Trettmann – Grauer Beton
Wer das Kollektiv KitschKrieg kennt, der weiß: die Berliner – allen voran Fotografin und Regisseurin °awodat° – haben eine Vorliebe für Schwarz-Weiß-Filter und eine ganz besondere Bildsprache. Da ist es nur konsequent, dass das Video von Protegé Trettmann zur aktuellen Single auch zum Großteil in Graustufen getaucht ist. Passt ja auch ideal zum Titel "Grauer Beton“. Damit aber die, die ihn noch nicht kennen, sich ein Bild machen können, wer dieser Trettmann ist, erzählt der Leipziger auf "Grauer Beton“ von seiner Jugend in beziehungsweise nach der DDR. Und dabei braucht der Rapper kein affektiertes Ghetto-Gehabe, um eine heftige Stimmung zu erzeugen, denn die Realität war auch so trist genug. Auf seiner letzten Single "Knöcheltief“ hat Trettmann noch zusammen mit Gzuz gefeiert, wie geil es bei ihnen mittlerweile läuft. Und nach diesem Einblick in die Vergangenheit gönnt man ihm echt jeden Schein, den er macht.

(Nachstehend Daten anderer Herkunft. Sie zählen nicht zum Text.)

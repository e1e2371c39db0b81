//! Health check endpoint.

use actix_web::{HttpResponse, web};
use serde::Serialize;

use crate::state::AppState;

#[derive(Serialize)]
pub struct HealthResponse {
    pub status: &'static str,
    pub version: &'static str,
    pub backend: &'static str,
    pub timestamp: String,
}

/// GET /api/health
pub async fn health_check(state: web::Data<AppState>) -> HttpResponse {
    HttpResponse::Ok().json(HealthResponse {
        status: "ok",
        version: env!("CARGO_PKG_VERSION"),
        backend: state.repos.backend,
        timestamp: chrono::Utc::now().to_rfc3339(),
    })
}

Everything Everything – Night of the Long Knives
Unverbrauchter, intelligenter Indie gefällig? Dann ist man bei den vier Jungs aus Manchester, die sich Everything Everything nennen, an der richtigen Adresse. 2010 wurde die Band für ihr Debütalbum "Man Alive“ abgefeiert, weil sie einen zwar stellenweise exzentrischen, aber trotzdem sehr sinnigen Sound abgeliefert haben. Dieses geordnete Chaos mag daher kommen, dass Everything Everything völlig genrebefreit sowohl Destiny’s Child als auch Minimal-Komponisten zu ihren Einflüssen zählen. Mittlerweile ist das Songwriting von Sänger Jonathan Higgs weniger kryptisch und spiegelt auch aktuelle, politische Themen wider. Bei genauerem Hinhören verbreitet die Single "Night of the Long Knives“ in vielerlei Hinsicht Endzeitstimmung: der Titel verheißt schon nichts Gutes, der apokalyptische Text wird von heulenden Off-Beat-Synthies begleitet und im Refrain erreicht Higgs ungeahnte Höhen.
St. Vincent – Los Ageless
Die US-Künstlerin St. Vincent hat ein besonderes Faible: Songs, in denen es gleichzeitig um einen wichtigen Menschen und eine Stadt geht. Denn mit Städten ist es ein bisschen wie mit Hunden: Sie sagen viel über die Person aus, die sie sich aussucht. Nach der fragilen Ballade "New York“ widmet sich die Sängerin mit "Los Ageless“ jetzt also ihrer Wahlheimat L.A. – und ist scheinbar ziemlich verärgert. Diese Wut haut sie jetzt ungefiltert raus: Synthies aller Art und ihre geliebte Gitarre sind ihre Weapons of Choice. Dabei war das eigentlich anders gedacht: "I try to tell you I love you and it comes out all sick”, haucht sie im Outro leise ins Mikrofon. Ja, unerwiderte Liebe kann schon mal für Gefühlschaos sorgen. Bleibt aber auch noch die Frage, was uns St. Vincent a.k.a. Annie Clark mit dem Musikvideo bestehend aus einem Standbild sagen will, das sie von hinten im Colorblocking-Strumpfhosen-Leoprintbody-Look zeigt.